The Australian sharemarket is likely to start the week on a positive note as economists predict a delay to serious stimulus spending cuts in the world's biggest economy.
Local stocks fell from five-year highs on Friday as investors prepared for the US Federal Reserve to start winding back its stimulus program at an Open Market Committee on Wednesday.
But weak US retail sales figures released late on Friday have made it harder for the Reserve to justify cuts. According to Bloomberg economists, the Reserve will begin tapering its $85 billion monthly bond purchases this week, but only by about $10 billion.
"It is becoming increasingly difficult for the Federal Reserve to justify reducing stimulus next week," Kathy Lien, managing director of FX strategy for BK Asset Management said.

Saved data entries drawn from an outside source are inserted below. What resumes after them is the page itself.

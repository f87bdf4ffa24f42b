#![forbid(unsafe_code)]

//! The per-frame document a model's view writes into.
//!
//! A [`Document`] is rebuilt from scratch every frame. Regions hold fully
//! serialized markup plus an optional epoch; tracked elements hold text,
//! classes, and inline styles. Nothing here touches the page: the diff against the previous
//! frame decides what the host must change.

use std::collections::{BTreeMap, BTreeSet};

use causeboard_core::input::ElementKey;
use serde::Serialize;

use crate::fragment::Node;
use crate::markup::nodes_to_markup;

/// Display regions owned by the host page, addressed by element id.
#[derive(Debug, Clone, Copy, PartialEq, Eq, PartialOrd, Ord, Hash, Serialize)]
pub enum RegionId {
    #[serde(rename = "cause-list")]
    CauseList,
    #[serde(rename = "event-list")]
    EventList,
    #[serde(rename = "causeTitle")]
    ModalTitle,
    #[serde(rename = "causeDetails")]
    ModalBody,
    #[serde(rename = "toast-stack")]
    Toasts,
    /// Fixed-position layer for transient flourishes.
    #[serde(rename = "fx-layer")]
    Effects,
}

impl RegionId {
    /// Every region, in patch order.
    pub const ALL: [Self; 6] = [
        Self::CauseList,
        Self::EventList,
        Self::ModalTitle,
        Self::ModalBody,
        Self::Toasts,
        Self::Effects,
    ];

    /// The host element id of this region.
    #[must_use]
    pub const fn element_id(self) -> &'static str {
        match self {
            Self::CauseList => "cause-list",
            Self::EventList => "event-list",
            Self::ModalTitle => "causeTitle",
            Self::ModalBody => "causeDetails",
            Self::Toasts => "toast-stack",
            Self::Effects => "fx-layer",
        }
    }
}

/// Frame contents.
#[derive(Debug, Clone, Default, PartialEq, Eq)]
pub struct Document {
    pub(crate) regions: BTreeMap<RegionId, String>,
    pub(crate) epochs: BTreeMap<RegionId, u64>,
    pub(crate) texts: BTreeMap<ElementKey, String>,
    pub(crate) classes: BTreeMap<ElementKey, BTreeSet<String>>,
    pub(crate) styles: BTreeMap<ElementKey, String>,
}

impl Document {
    #[must_use]
    pub fn new() -> Self {
        Self::default()
    }

    /// Write a region's full content, replacing anything written earlier
    /// this frame.
    pub fn set_region<I>(&mut self, region: RegionId, nodes: I)
    where
        I: IntoIterator<Item = Node>,
    {
        let nodes: Vec<Node> = nodes.into_iter().collect();
        self.regions.insert(region, nodes_to_markup(&nodes));
    }

    /// Stamp a region with a content epoch.
    ///
    /// When the epoch differs from the previous frame's, the region is
    /// replaced even if its markup is byte-identical. Unstamped regions sit
    /// at epoch 0.
    pub fn set_region_epoch(&mut self, region: RegionId, epoch: u64) {
        self.epochs.insert(region, epoch);
    }

    #[must_use]
    pub fn region_epoch(&self, region: RegionId) -> u64 {
        self.epochs.get(&region).copied().unwrap_or(0)
    }

    /// Serialized markup of a region, if written.
    #[must_use]
    pub fn region(&self, region: RegionId) -> Option<&str> {
        self.regions.get(&region).map(String::as_str)
    }

    pub fn set_text(&mut self, element: ElementKey, text: impl Into<String>) {
        self.texts.insert(element, text.into());
    }

    #[must_use]
    pub fn text(&self, element: &ElementKey) -> Option<&str> {
        self.texts.get(element).map(String::as_str)
    }

    pub fn add_class(&mut self, element: ElementKey, class: impl Into<String>) {
        self.classes.entry(element).or_default().insert(class.into());
    }

    #[must_use]
    pub fn has_class(&self, element: &ElementKey, class: &str) -> bool {
        self.classes
            .get(element)
            .is_some_and(|set| set.contains(class))
    }

    pub fn set_style(&mut self, element: ElementKey, style: impl Into<String>) {
        self.styles.insert(element, style.into());
    }

    #[must_use]
    pub fn style(&self, element: &ElementKey) -> Option<&str> {
        self.styles.get(element).map(String::as_str)
    }

    /// Whether nothing has been written.
    #[must_use]
    pub fn is_empty(&self) -> bool {
        self.regions.is_empty()
            && self.texts.is_empty()
            && self.classes.is_empty()
            && self.styles.is_empty()
    }
}
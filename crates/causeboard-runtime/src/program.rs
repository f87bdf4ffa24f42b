#![forbid(unsafe_code)]

//! Elm-style model and command types.
//!
//! The program runtime manages the update/view loop. It separates state
//! (Model) from rendering (View) and provides a command pattern for side
//! effects.
//!
//! # Example
//!
//! ```
//! use causeboard_core::input::InputEvent;
//! use causeboard_render::{Document, Node, RegionId};
//! use causeboard_runtime::program::{Cmd, Model};
//!
//! struct Echo {
//!     last: String,
//! }
//!
//! enum Msg {
//!     Search(String),
//!     Ignore,
//! }
//!
//! impl From<InputEvent> for Msg {
//!     fn from(event: InputEvent) -> Self {
//!         match event {
//!             InputEvent::Search(text) => Msg::Search(text),
//!             _ => Msg::Ignore,
//!         }
//!     }
//! }
//!
//! impl Model for Echo {
//!     type Message = Msg;
//!
//!     fn update(&mut self, msg: Msg) -> Cmd<Msg> {
//!         if let Msg::Search(text) = msg {
//!             self.last = text;
//!         }
//!         Cmd::none()
//!     }
//!
//!     fn view(&self, doc: &mut Document) {
//!         doc.set_region(RegionId::CauseList, [Node::text(self.last.clone())]);
//!     }
//! }
//! ```

use causeboard_core::input::InputEvent;
use causeboard_render::{Document, HostEffect};

use crate::subscription::Subscription;

/// The Model trait defines page state and behavior.
pub trait Model {
    /// The message type for this model.
    ///
    /// Messages represent actions that update the model state. Host input
    /// converts into them directly.
    type Message: From<InputEvent> + 'static;

    /// Initialize the model with startup commands.
    ///
    /// Called once, before the first frame.
    fn init(&mut self) -> Cmd<Self::Message> {
        Cmd::none()
    }

    /// Update the model in response to a message.
    fn update(&mut self, msg: Self::Message) -> Cmd<Self::Message>;

    /// Write the current state into a fresh document.
    ///
    /// Must be pure: the runtime may call it at any time and diffs the
    /// result against the previous frame.
    fn view(&self, doc: &mut Document);

    /// Declare active subscriptions.
    ///
    /// Called after each `update()`. The runtime compares the returned set
    /// (by `SubId`) against currently running subscriptions, starting new
    /// ones and cancelling the rest.
    fn subscriptions(&self) -> Vec<Box<dyn Subscription<Self::Message>>> {
        vec![]
    }
}

/// Commands represent side effects to be executed by the runtime.
#[derive(Default)]
pub enum Cmd<M> {
    /// No operation.
    #[default]
    None,
    /// Execute several commands in order.
    Batch(Vec<Cmd<M>>),
    /// Send a message to the model.
    Msg(M),
    /// Surface a log line to the host.
    Log(String),
    /// Queue a one-shot host action for the next frame.
    Effect(HostEffect),
}

impl<M: std::fmt::Debug> std::fmt::Debug for Cmd<M> {
    fn fmt(&self, f: &mut std::fmt::Formatter<'_>) -> std::fmt::Result {
        match self {
            Self::None => write!(f, "None"),
            Self::Batch(cmds) => f.debug_tuple("Batch").field(cmds).finish(),
            Self::Msg(m) => f.debug_tuple("Msg").field(m).finish(),
            Self::Log(s) => f.debug_tuple("Log").field(s).finish(),
            Self::Effect(e) => f.debug_tuple("Effect").field(e).finish(),
        }
    }
}

impl<M> Cmd<M> {
    /// Create a no-op command.
    #[inline]
    pub fn none() -> Self {
        Self::None
    }

    /// Create a message command.
    #[inline]
    pub fn msg(m: M) -> Self {
        Self::Msg(m)
    }

    /// Create a log command.
    #[inline]
    pub fn log(msg: impl Into<String>) -> Self {
        Self::Log(msg.into())
    }

    /// Create a host effect command.
    #[inline]
    pub fn effect(effect: HostEffect) -> Self {
        Self::Effect(effect)
    }

    /// Create a batch of commands, dropping no-ops.
    pub fn batch(cmds: Vec<Self>) -> Self {
        let mut cmds: Vec<Self> = cmds.into_iter().filter(|c| !c.is_none()).collect();
        match cmds.len() {
            0 => Self::None,
            1 => cmds.pop().unwrap_or_default(),
            _ => Self::Batch(cmds),
        }
    }

    #[inline]
    pub fn is_none(&self) -> bool {
        matches!(self, Self::None)
    }

    /// Return a stable name for tracing.
    #[inline]
    pub fn type_name(&self) -> &'static str {
        match self {
            Self::None => "None",
            Self::Batch(_) => "Batch",
            Self::Msg(_) => "Msg",
            Self::Log(_) => "Log",
            Self::Effect(_) => "Effect",
        }
    }

    /// Number of leaf commands, counting through nested batches.
    pub fn count(&self) -> usize {
        match self {
            Self::None => 0,
            Self::Batch(cmds) => cmds.iter().map(Self::count).sum(),
            _ => 1,
        }
    }
}

#[cfg(test)]
mod tests {
    use super::*;
    use causeboard_core::input::FormKind;

    #[derive(Debug, PartialEq)]
    struct Msg(u8);

    #[test]
    fn batch_collapses_trivial_cases() {
        assert!(Cmd::<Msg>::batch(vec![]).is_none());
        assert!(Cmd::<Msg>::batch(vec![Cmd::none(), Cmd::none()]).is_none());
        match Cmd::batch(vec![Cmd::none(), Cmd::msg(Msg(1))]) {
            Cmd::Msg(Msg(1)) => {}
            other => panic!("expected single Msg, got {other:?}"),
        }
        let cmd = Cmd::batch(vec![Cmd::msg(Msg(1)), Cmd::log("x")]);
        assert_eq!(cmd.type_name(), "Batch");
        assert_eq!(cmd.count(), 2);
    }

    #[test]
    fn count_walks_nested_batches() {
        let cmd: Cmd<Msg> = Cmd::Batch(vec![
            Cmd::log("a"),
            Cmd::Batch(vec![
                Cmd::effect(HostEffect::ShowModal),
                Cmd::effect(HostEffect::ResetForm {
                    form: FormKind::Donate,
                }),
            ]),
            Cmd::None,
        ]);
        assert_eq!(cmd.count(), 3);
    }

    #[test]
    fn debug_names_variants() {
        let cmd: Cmd<Msg> = Cmd::log("hello");
        assert_eq!(format!("{cmd:?}"), "Log(\"hello\")");
        assert_eq!(format!("{:?}", Cmd::<Msg>::none()), "None");
    }
}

"A slowdown in consumer spending, decline in confidence and sluggish job growth screams of a recovery that is losing momentum. Inflationary pressures are virtually non-existent which means that if the central bank were to consider a policy action, arguments could be made easing and tightening.
Retail sales growth in the US slowed to 0.2 per cent from 0.4 per cent in the month of August, a report showed.
Local investors will also be looking to Tuesday's release of the Reserve Bank's monthly board meeting minutes for any indication on interest rate movement.
On Friday, ANZ economists released an improved outlook for iron ore over the next two years.
The upward price revisions are short term and reflect stronger than expected demand for steel in China so far this year. "Our recent marketing trip to China confirmed a more buoyant steel story," Mark Pervan, global head of commodity strategy, said in a note.